I have a trouble with looking into the read() function code defined in <unistd.h>
Asked Answered
C

2

4

I am now trying to understand how read(2) function works by looking into the actual code implementation and first, I try to see how it is defined in #include header file.

In that file, I found this :

ssize_t  read(int, void *, size_t) __DARWIN_ALIAS_C(read);

And then, I googled to find the actual read() function declaration.

And,

https://github.com/lattera/glibc/blob/master/io/read.c

I found this. In this code,

/* Read NBYTES into BUF from FD.  Return the number read or -1.  */
ssize_t
__libc_read (int fd, void *buf, size_t nbytes)
{
  if (nbytes == 0)
    return 0;
  if (fd < 0)
    {
      __set_errno (EBADF);
      return -1;
    }
  if (buf == NULL)
    {
      __set_errno (EINVAL);
      return -1;
    }

  __set_errno (ENOSYS);
  return -1;
}

And here is my questions now.

  1. what is __libc_ before read ? why is it needed? And when user calls read(2), how this function can be called?

  2. The way I see it, this code has nothing to do with reading the buffer from file descriptor, rather it has only the code dealing with the possible errors : fd < 0 or buff is NULL , etc. So, where is the code actually implement the actual function of read(2) function?

Am I look and found in the wrong way or source?

Chanachance answered 30/8, 2019 at 13:56 Comment(4)
actually I am system programmer beginner. I wanna be a system programmer so I studied OS and want to look into read(2) how it actually implemented...Chanachance
Oh, ok. That makes more sense, sorry!Sheathe
On Unix-like systems, at least, read is a system call. So all you'll find in the library implementation is the necessary hooks to invoke it. The "meat" of the function is all in the OS kernel. (And the example you found, for some reason, doesn't even do that.)Stability
@SteveSummit yup. I am aware that read(2) function calls SYS_read, which is system call implemented in OS kernel. I first want to know how read(2) calls SYS_read, I mean the actual code for that. And second, I have no idea of that code I posted.. that __libc_read function's code.Chanachance
O
8

read (and, traditionally, all of the functions defined in "section 2" of the Unix manual -- that's what that (2) means) is a system call. That means most of the work is done by the operating system kernel, not by code in your own process. The C library only contains a system-call wrapper that executes a special instruction that transfers control to the kernel.

The code you found is a placeholder, not a system-call wrapper. As you surmised, it doesn't actually implement read. It would only ever be used temporarily, in an incomplete port to an operating system that doesn't have a system call named read. None of the complete ports in the C library you are looking at actually use that code. They instead use a real system-call wrapper. This C library automatically generates system-call wrappers at build time, so I can't link to actual code, but I can show you an example of what the generated code for a system-call wrapper might look like. (Note: this is NOT the actual code used on any operating system I am familiar with. I deliberately removed some complications.)

    .text
    .globl read
    .type read, @function
read:
    movl $SYS_read, %eax
    syscall
    testq %rax
    js .error
    ret
.error:
    negl %eax
    movq errno@gottpoff(%rip), %rdx
    movl %eax, %fs:(%rdx)
    movq $-1, %rax
    ret

I wrote this example in x86 assembly language on purpose, because there's no way to get the special syscall instruction from plain C. Some C libraries use an "assembly insert" extension for the syscall instruction and write the rest of the wrapper in C, but for what you're trying to understand, the assembly language is what you should think about.

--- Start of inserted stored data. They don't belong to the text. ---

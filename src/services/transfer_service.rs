//! Copy/move of a file or folder subtree to another owner.
//!
//! A transfer is a saga over storage and metadata:
//!
//! 1. storage copy: every object is copied to a fresh key in the
//!    destination bucket, in parallel;
//! 2. metadata commit: MOVE repoints the existing records, COPY recreates
//!    the tree depth-first under the destination owner;
//! 3. source cleanup (MOVE only): source objects are deleted once every
//!    record points at the copies.
//!
//! A failing phase compensates its own effects and everything before it. The
//! job is journaled before each phase so [`TransferService::recover`] can
//! finish the work a crashed process left behind.

use crate::{
    backends::{BackendError, BackendResult, Backends, MAX_SINGLE_COPY_BYTES, ObjectStorage},
    errors::{GatewayError, GatewayResult},
    models::{
        bucket::bucket_for_owner,
        file::{File, FilePatch, NewFile, ROOT_PARENT},
        permission::Role,
        transfer::{StepStatus, TransferJob, TransferMode, TransferPhase},
        upload::NewUpload,
    },
    services::permission_resolver::PermissionResolver,
};
use serde::Serialize;
use std::{
    collections::{BTreeMap, HashMap},
    future::Future,
    sync::Arc,
};
use tokio::{sync::Semaphore, task::JoinSet};
use tracing::{debug, info, warn};
use uuid::Uuid;

#[derive(Clone, Copy, Debug, PartialEq, Eq)]
pub enum QuotaPolicy {
    /// Refuse transfers that do not fit the destination quota.
    Enforce,
    /// Log the shortfall and transfer anyway.
    ReportOnly,
}

#[derive(Clone, Debug)]
pub struct TransferSettings {
    /// Upper bound on per-file backend calls in flight across all transfers.
    pub concurrency: usize,
    pub quota_policy: QuotaPolicy,
}

impl Default for TransferSettings {
    fn default() -> Self {
        Self {
            concurrency: 16,
            quota_policy: QuotaPolicy::Enforce,
        }
    }
}

#[derive(Clone, Debug)]
pub struct TransferRequest {
    pub requester_id: String,
    pub file_id: String,
    pub dest_owner_id: String,
    /// Folder of the destination owner to land in; empty for their root.
    pub new_parent_id: String,
    pub mode: TransferMode,
}

#[derive(Clone, Debug, Serialize)]
#[serde(rename_all = "camelCase")]
pub struct TransferOutcome {
    /// Id of the transferred file at the destination.
    pub id: String,
    pub mode: TransferMode,
    pub files: usize,
}

struct CopyTask {
    file_id: String,
    src_bucket: String,
    src_key: String,
    dest_key: String,
    size: i64,
}

#[derive(Clone)]
pub struct TransferService {
    backends: Backends,
    resolver: PermissionResolver,
    settings: TransferSettings,
    permits: Arc<Semaphore>,
}
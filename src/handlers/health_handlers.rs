//! - GET /healthz -> liveness ("ok")

use axum::{Json, http::StatusCode, response::IntoResponse};
use serde::Serialize;

/// `GET /healthz`
///
/// Always 200. Performs no I/O.
pub async fn healthz() -> impl IntoResponse {
    (
        StatusCode::OK,
        Json(HealthResponse {
            status: "ok".into(),
        }),
    )
}

#[derive(Serialize)]
struct HealthResponse {
    status: String,
}
//! Maps owners to the storage bucket that holds their objects.

/// Bucket names must fit object-storage naming rules (3–63 characters).
const BUCKET_NAME_MIN_LEN: usize = 3;
const BUCKET_NAME_MAX_LEN: usize = 63;

/// Every owner has one bucket. Its name is derived from the owner id:
/// lowercased, with anything outside `[a-z0-9-]` replaced by `-`, trimmed of
/// leading/trailing hyphens and padded or truncated to a valid length.
pub fn bucket_for_owner(owner_id: &str) -> String {
    let mapped: String = owner_id
        .chars()
        .map(|c| c.to_ascii_lowercase())
        .map(|c| if c.is_ascii_alphanumeric() { c } else { '-' })
        .collect();

    let mut name = mapped.trim_matches('-').to_string();
    name.truncate(BUCKET_NAME_MAX_LEN);
    let mut name = name.trim_end_matches('-').to_string();
    while name.len() < BUCKET_NAME_MIN_LEN {
        name.push('0');
    }
    name
}

#[cfg(test)]
mod tests {
    use super::bucket_for_owner;

    #[test]
    fn normalizes_owner_ids() {
        assert_eq!(bucket_for_owner("Alice.Smith@Corp"), "alice-smith-corp");
        assert_eq!(bucket_for_owner("5e1f"), "5e1f");
    }

    #[test]
    fn pads_and_truncates() {
        assert_eq!(bucket_for_owner("a"), "a00");
        assert_eq!(bucket_for_owner("__"), "000");

        let long = "x".repeat(100);
        assert_eq!(bucket_for_owner(&long).len(), 63);
    }
}
//! Bookkeeping for a copy/move saga.
//!
//! A [`TransferJob`] is journaled before every phase so that a restarted
//! gateway can finish or compensate work a crashed process left behind.

use super::file::File;
use chrono::{DateTime, Utc};
use serde::{Deserialize, Serialize};
use std::{collections::BTreeMap, fmt, str::FromStr};
use uuid::Uuid;

#[derive(Serialize, Deserialize, Clone, Copy, Debug, PartialEq, Eq)]
#[serde(rename_all = "lowercase")]
pub enum TransferMode {
    Copy,
    Move,
}

impl fmt::Display for TransferMode {
    fn fmt(&self, f: &mut fmt::Formatter<'_>) -> fmt::Result {
        match self {
            TransferMode::Copy => f.write_str("copy"),
            TransferMode::Move => f.write_str("move"),
        }
    }
}

impl FromStr for TransferMode {
    type Err = String;

    fn from_str(value: &str) -> Result<Self, Self::Err> {
        match value.to_ascii_lowercase().as_str() {
            "copy" => Ok(TransferMode::Copy),
            "move" => Ok(TransferMode::Move),
            other => Err(format!("unknown transfer type `{}`", other)),
        }
    }
}

/// Saga phases, in execution order.
#[derive(Serialize, Deserialize, Clone, Copy, Debug, PartialEq, Eq)]
#[serde(rename_all = "snake_case")]
pub enum TransferPhase {
    /// Snapshot taken, destination keys planned, nothing written yet.
    Planned,
    /// Objects are being copied to the destination bucket.
    StorageCopy,
    /// Metadata is being repointed (move) or duplicated (copy).
    MetadataCommit,
    /// Metadata committed; source objects are being deleted (move only).
    SourceCleanup,
}

impl fmt::Display for TransferPhase {
    fn fmt(&self, f: &mut fmt::Formatter<'_>) -> fmt::Result {
        let name = match self {
            TransferPhase::Planned => "planned",
            TransferPhase::StorageCopy => "storage_copy",
            TransferPhase::MetadataCommit => "metadata_commit",
            TransferPhase::SourceCleanup => "source_cleanup",
        };
        f.write_str(name)
    }
}

#[derive(Serialize, Deserialize, Clone, Copy, Debug, PartialEq, Eq)]
#[serde(rename_all = "lowercase")]
pub enum StepStatus {
    Pending,
    Succeeded,
    Failed,
}

/// Outcome of copying one file's object.
#[derive(Serialize, Deserialize, Clone, Debug, PartialEq, Eq)]
pub struct StorageCopyStatus {
    pub status: StepStatus,
    /// Destination key, planned before the copy starts.
    pub dest_key: String,
}

/// Outcome of repointing or duplicating one file's record.
#[derive(Serialize, Deserialize, Clone, Debug, PartialEq, Eq)]
pub struct MetadataStatus {
    pub status: StepStatus,
    /// Id of the record that now represents the file at the destination.
    pub new_file_id: Option<String>,
}

#[derive(Serialize, Deserialize, Clone, Debug)]
pub struct TransferJob {
    pub id: String,
    pub mode: TransferMode,
    pub requester_id: String,
    pub dest_owner_id: String,
    pub dest_bucket: String,
    /// Parent the top-level file lands under at the destination.
    pub new_parent_id: String,
    /// Snapshot of the transferred file followed by all its descendants.
    pub files: Vec<File>,
    /// Key of the upload placeholder reserving destination quota.
    pub placeholder_key: Option<String>,
    pub phase: TransferPhase,
    pub storage: BTreeMap<String, StorageCopyStatus>,
    pub metadata: BTreeMap<String, MetadataStatus>,
    /// Record ids reserved for the copy, in creation order. Journaled before
    /// each record is created, so some may not exist.
    pub created: Vec<String>,
    pub created_at: DateTime<Utc>,
    pub updated_at: DateTime<Utc>,
}

impl TransferJob {
    pub fn new(
        mode: TransferMode,
        requester_id: impl Into<String>,
        dest_owner_id: impl Into<String>,
        dest_bucket: impl Into<String>,
        new_parent_id: impl Into<String>,
        files: Vec<File>,
    ) -> Self {
        let now = Utc::now();
        let metadata = files
            .iter()
            .map(|f| {
                (
                    f.id.clone(),
                    MetadataStatus {
                        status: StepStatus::Pending,
                        new_file_id: None,
                    },
                )
            })
            .collect();
        Self {
            id: Uuid::new_v4().to_string(),
            mode,
            requester_id: requester_id.into(),
            dest_owner_id: dest_owner_id.into(),
            dest_bucket: dest_bucket.into(),
            new_parent_id: new_parent_id.into(),
            files,
            placeholder_key: None,
            phase: TransferPhase::Planned,
            storage: BTreeMap::new(),
            metadata,
            created: Vec::new(),
            created_at: now,
            updated_at: now,
        }
    }

    /// The file the transfer was requested for.
    pub fn root(&self) -> Option<&File> {
        self.files.first()
    }

    /// Files that own an object in storage.
    pub fn objects(&self) -> impl Iterator<Item = &File> {
        self.files.iter().filter(|f| !f.is_folder())
    }

    pub fn total_size(&self) -> i64 {
        self.objects().map(|f| f.size).sum()
    }

    pub fn plan_copy(&mut self, file_id: impl Into<String>, dest_key: impl Into<String>) {
        self.storage.insert(
            file_id.into(),
            StorageCopyStatus {
                status: StepStatus::Pending,
                dest_key: dest_key.into(),
            },
        );
    }

    pub fn set_storage_status(&mut self, file_id: &str, status: StepStatus) {
        if let Some(entry) = self.storage.get_mut(file_id) {
            entry.status = status;
        }
    }

    pub fn set_metadata_status(
        &mut self,
        file_id: &str,
        status: StepStatus,
        new_file_id: Option<String>,
    ) {
        if let Some(entry) = self.metadata.get_mut(file_id) {
            entry.status = status;
            if new_file_id.is_some() {
                entry.new_file_id = new_file_id;
            }
        }
    }

    pub fn dest_key(&self, file_id: &str) -> Option<&str> {
        self.storage.get(file_id).map(|s| s.dest_key.as_str())
    }

    /// Every planned copy succeeded. Entries left pending count as failures.
    pub fn storage_complete(&self) -> bool {
        self.storage
            .values()
            .all(|s| s.status == StepStatus::Succeeded)
    }

    pub fn metadata_complete(&self) -> bool {
        self.metadata
            .values()
            .all(|s| s.status == StepStatus::Succeeded)
    }

    /// Destination keys whose copy is known to have succeeded.
    pub fn copied_keys(&self) -> Vec<String> {
        self.storage
            .values()
            .filter(|s| s.status == StepStatus::Succeeded)
            .map(|s| s.dest_key.clone())
            .collect()
    }

    /// Every planned destination key, whatever its recorded status.
    pub fn planned_keys(&self) -> Vec<String> {
        self.storage.values().map(|s| s.dest_key.clone()).collect()
    }

    /// Files whose metadata step succeeded.
    pub fn committed_files(&self) -> Vec<&File> {
        self.files
            .iter()
            .filter(|f| {
                self.metadata
                    .get(&f.id)
                    .is_some_and(|m| m.status == StepStatus::Succeeded)
            })
            .collect()
    }

    pub fn touch(&mut self) {
        self.updated_at = Utc::now();
    }
}

#[cfg(test)]
mod tests {
    use super::*;
    use crate::models::file::FOLDER_MIME_TYPE;

    fn file(id: &str, parent: &str, size: i64, folder: bool) -> File {
        File {
            id: id.into(),
            owner_id: "alice".into(),
            parent_id: parent.into(),
            bucket: "alice".into(),
            key: if folder { String::new() } else { format!("key-{id}") },
            size,
            mime_type: if folder {
                FOLDER_MIME_TYPE.into()
            } else {
                "text/plain".into()
            },
            name: id.into(),
            created_at: Utc::now(),
            updated_at: Utc::now(),
        }
    }

    #[test]
    fn totals_skip_folders() {
        let job = TransferJob::new(
            TransferMode::Copy,
            "alice",
            "bob",
            "bob",
            "",
            vec![
                file("d", "", 0, true),
                file("a", "d", 5, false),
                file("b", "d", 7, false),
            ],
        );
        assert_eq!(job.total_size(), 12);
        assert_eq!(job.objects().count(), 2);
        assert_eq!(job.root().map(|f| f.id.as_str()), Some("d"));
    }

    #[test]
    fn pending_copies_are_not_complete() {
        let mut job = TransferJob::new(
            TransferMode::Move,
            "alice",
            "bob",
            "bob",
            "",
            vec![file("a", "", 1, false), file("b", "", 1, false)],
        );
        job.plan_copy("a", "new-a");
        job.plan_copy("b", "new-b");
        job.set_storage_status("a", StepStatus::Succeeded);

        assert!(!job.storage_complete());
        assert_eq!(job.copied_keys(), vec!["new-a".to_string()]);
        assert_eq!(job.planned_keys().len(), 2);
    }

    #[test]
    fn mode_parses_from_query_values() {
        assert_eq!("COPY".parse::<TransferMode>(), Ok(TransferMode::Copy));
        assert_eq!("move".parse::<TransferMode>(), Ok(TransferMode::Move));
        assert!("swap".parse::<TransferMode>().is_err());
    }
}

Inside the kernel, there's a special "trap handler" that receives control from the syscall instruction. It looks at the value in %eax, sees that it is the system call number SYS_read (the actual numeric value may vary from OS to OS), and calls the code that actually implements the read operation.

After the system call returns, the wrapper tests whether it returned a negative number. If so, that indicates an error. (Note: this is one of the places where I removed some complications.) It flips the sign of that number, copies it into errno (which is more complicated than just mov %eax, errno because errno is a thread-local variable), and returns −1. Otherwise the value returned is the number of bytes read and it returns that directly.

The other answer links to an implementation of read but unfortunately it's from an OS kernel that's popular but complicated and difficult to understand. And I regret to say I don't have a better teaching example to point you at.


The __libc_ prefix on the read placeholder implementation is there because there are actually three different names for read in this C library: read, __read, and __libc_read. As the other answer points out, there's some special macros below the code you quoted that arrange for them all to be names for the same function. The auto-generated real system-call wrapper for read will also have all of those names.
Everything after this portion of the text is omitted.